Acute inflammation stimulates a regenerative response in the neonatal mouse heart.

Cardiac injury in neonatal 1-day-old mice stimulates a regenerative response characterized by reactive cardiomyocyte proliferation, which is distinguished from the fibrotic repair process in adults. Acute inflammation occurs immediately after heart injury and has generally been believed to exert a negative effect on heart regeneration by promoting scar formation in adults; however, little is known about the role of acute inflammation in the cardiac regenerative response in neonatal mice. Here, we show that acute inflammation induced cardiomyocyte proliferation after apical intramyocardial microinjection of immunogenic zymosan A particles into the neonatal mouse heart. We also found that cardiac injury-induced regenerative response was suspended after immunosuppression in neonatal mice, and that cardiomyocytes could not be reactivated to proliferate after neonatal heart injury in the absence of interleukin-6 (IL-6).
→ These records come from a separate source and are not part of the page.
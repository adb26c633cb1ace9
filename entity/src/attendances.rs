//! SeaORM Entity for the attendances table.
//! One row per student per school day; written by the recording path.

use crate::attendance_status::AttendanceStatus;
use crate::Id;
use sea_orm::entity::prelude::*;
use serde::{Deserialize, Serialize};

#[derive(Clone, Debug, PartialEq, DeriveEntityModel, Serialize, Deserialize)]
#[sea_orm(table_name = "attendances")]
pub struct Model {
    #[sea_orm(primary_key)]
    pub id: Id,
    pub student_id: Id,
    /// School-local calendar day the row belongs to
    pub date: Date,
    pub check_in_time: Option<DateTimeWithTimeZone>,
    pub check_out_time: Option<DateTimeWithTimeZone>,
    pub status: Option<AttendanceStatus>,
    /// How the scan was captured (rfid, manual)
    pub method: String,
    pub created_at: DateTimeWithTimeZone,
    pub updated_at: DateTimeWithTimeZone,
}

#[derive(Copy, Clone, Debug, EnumIter, DeriveRelation)]
pub enum Relation {
    #[sea_orm(
        belongs_to = "super::students::Entity",
        from = "Column::StudentId",
        to = "super::students::Column::Id",
        on_update = "NoAction",
        on_delete = "Cascade"
    )]
    Students,
}

impl Related<super::students::Entity> for Entity {
    fn to() -> RelationDef {
        Relation::Students.def()
    }
}

impl ActiveModelBehavior for ActiveModel {}
//! The durable notification queue.
//!
//! Jobs are claimed with `FOR UPDATE SKIP LOCKED` and leased by pushing their
//! `available_at` past the lease expiry in the same transaction, so concurrent
//! workers never hand out the same row twice. A row is deleted only once its
//! job reached a terminal outcome.

use super::error::{EntityApiErrorKind, Error};
use entity::notification_jobs::{ActiveModel, Column, Entity, Model};
use log::*;
use sea_orm::{
    entity::prelude::*,
    sea_query::{Expr, LockBehavior, LockType},
    ActiveValue::Set,
    DatabaseConnection, PaginatorTrait, QueryOrder, QuerySelect, TransactionTrait,
};

pub async fn create(
    db: &DatabaseConnection,
    id: Uuid,
    payload: Json,
    available_at: DateTimeWithTimeZone,
) -> Result<Model, Error> {
    debug!("Queueing notification job {id} available at {available_at}");

    let active_model = ActiveModel {
        id: Set(id),
        payload: Set(payload),
        available_at: Set(available_at),
        created_at: Set(chrono::Utc::now().into()),
    };

    Ok(active_model.insert(db).await?)
}

/// Leases the oldest job whose `available_at` has passed until `lease_until`
/// and returns it. The row stays in the table.
pub async fn claim_next_ready(
    db: &DatabaseConnection,
    lease_until: DateTimeWithTimeZone,
) -> Result<Option<Model>, Error> {
    let now: DateTimeWithTimeZone = chrono::Utc::now().into();
    let txn = db.begin().await?;

    let job = Entity::find()
        .filter(Column::AvailableAt.lte(now))
        .order_by_asc(Column::AvailableAt)
        .order_by_asc(Column::CreatedAt)
        .lock_with_behavior(LockType::Update, LockBehavior::SkipLocked)
        .one(&txn)
        .await?;

    let job = match job {
        Some(mut job) => {
            Entity::update_many()
                .col_expr(Column::AvailableAt, Expr::value(lease_until))
                .filter(Column::Id.eq(job.id))
                .exec(&txn)
                .await?;
            trace!("Leased notification job {} until {lease_until}", job.id);
            job.available_at = lease_until;
            Some(job)
        }
        None => None,
    };

    txn.commit().await?;
    Ok(job)
}

/// Stores the new payload of a leased job and releases it at `available_at`.
pub async fn reschedule(
    db: &DatabaseConnection,
    id: Uuid,
    payload: Json,
    available_at: DateTimeWithTimeZone,
) -> Result<(), Error> {
    let result = Entity::update_many()
        .col_expr(Column::Payload, Expr::value(payload))
        .col_expr(Column::AvailableAt, Expr::value(available_at))
        .filter(Column::Id.eq(id))
        .exec(db)
        .await?;

    if result.rows_affected == 0 {
        warn!("Notification job {id} vanished before it could be rescheduled");
        return Err(Error {
            source: None,
            error_kind: EntityApiErrorKind::RecordNotFound,
        });
    }

    debug!("Rescheduled notification job {id} for {available_at}");
    Ok(())
}

/// Deletes a job that reached a terminal outcome.
pub async fn complete(db: &DatabaseConnection, id: Uuid) -> Result<(), Error> {
    Entity::delete_by_id(id).exec(db).await?;
    trace!("Completed notification job {id}");
    Ok(())
}

/// Number of queued jobs, including those not yet available.
pub async fn count(db: &DatabaseConnection) -> Result<u64, Error> {
    Ok(Entity::find().count(db).await?)
}

#[cfg(test)]
#[cfg(feature = "mock")]
mod tests {
    use super::*;
    use sea_orm::{DatabaseBackend, MockDatabase, MockExecResult, Value};
    use serde_json::json;
    use std::collections::BTreeMap;

    fn job() -> Model {
        let now = chrono::Utc::now();
        Model {
            id: Uuid::new_v4(),
            payload: json!({"title": "Check-in: Dewi"}),
            available_at: now.into(),
            created_at: now.into(),
        }
    }

    #[tokio::test]
    async fn claim_leases_the_row_instead_of_deleting_it() -> Result<(), Error> {
        let queued = job();
        let lease_until: DateTimeWithTimeZone =
            (chrono::Utc::now() + chrono::Duration::seconds(60)).into();
        let db = MockDatabase::new(DatabaseBackend::Postgres)
            .append_query_results(vec![vec![queued.clone()]])
            .append_exec_results(vec![MockExecResult {
                last_insert_id: 0,
                rows_affected: 1,
            }])
            .into_connection();

        let claimed = claim_next_ready(&db, lease_until).await?.unwrap();
        assert_eq!(claimed.id, queued.id);
        assert_eq!(claimed.available_at, lease_until);

        let statements = format!("{:?}", db.into_transaction_log());
        assert!(statements.contains("SKIP LOCKED"));
        assert!(statements.contains("UPDATE"));
        assert!(!statements.contains("DELETE FROM"));

        Ok(())
    }

    #[tokio::test]
    async fn complete_deletes_the_row() -> Result<(), Error> {
        let db = MockDatabase::new(DatabaseBackend::Postgres)
            .append_exec_results(vec![MockExecResult {
                last_insert_id: 0,
                rows_affected: 1,
            }])
            .into_connection();

        complete(&db, Uuid::new_v4()).await?;

        let statements = format!("{:?}", db.into_transaction_log());
        assert!(statements.contains("DELETE FROM"));

        Ok(())
    }

    #[tokio::test]
    async fn reschedule_of_a_missing_row_is_not_found() {
        let db = MockDatabase::new(DatabaseBackend::Postgres)
            .append_exec_results(vec![MockExecResult {
                last_insert_id: 0,
                rows_affected: 0,
            }])
            .into_connection();

        let result = reschedule(
            &db,
            Uuid::new_v4(),
            json!({"attempt": 1}),
            chrono::Utc::now().into(),
        )
        .await;

        assert_eq!(
            result.unwrap_err().error_kind,
            EntityApiErrorKind::RecordNotFound
        );
    }

    #[tokio::test]
    async fn claim_on_empty_queue_returns_none() -> Result<(), Error> {
        let db = MockDatabase::new(DatabaseBackend::Postgres)
            .append_query_results(vec![Vec::<Model>::new()])
            .into_connection();

        assert_eq!(claim_next_ready(&db, chrono::Utc::now().into()).await?, None);

        Ok(())
    }

    #[tokio::test]
    async fn count_returns_queue_length() -> Result<(), Error> {
        let db = MockDatabase::new(DatabaseBackend::Postgres)
            .append_query_results(vec![vec![BTreeMap::from([(
                "num_items",
                Value::BigInt(Some(4)),
            )])]])
            .into_connection();

        assert_eq!(count(&db).await?, 4);

        Ok(())
    }
}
Furthermore, cardiomyocyte-specific deletion of signal transducer and activator of transcription 3 (STAT3), the major downstream effector of IL-6 signaling, decreased reactive cardiomyocyte proliferation after apical resection. Our results indicate that acute inflammation stimulates the regenerative response in neonatal mouse heart, and suggest that modulation of inflammatory signals might have important implications in cardiac regenerative medicine.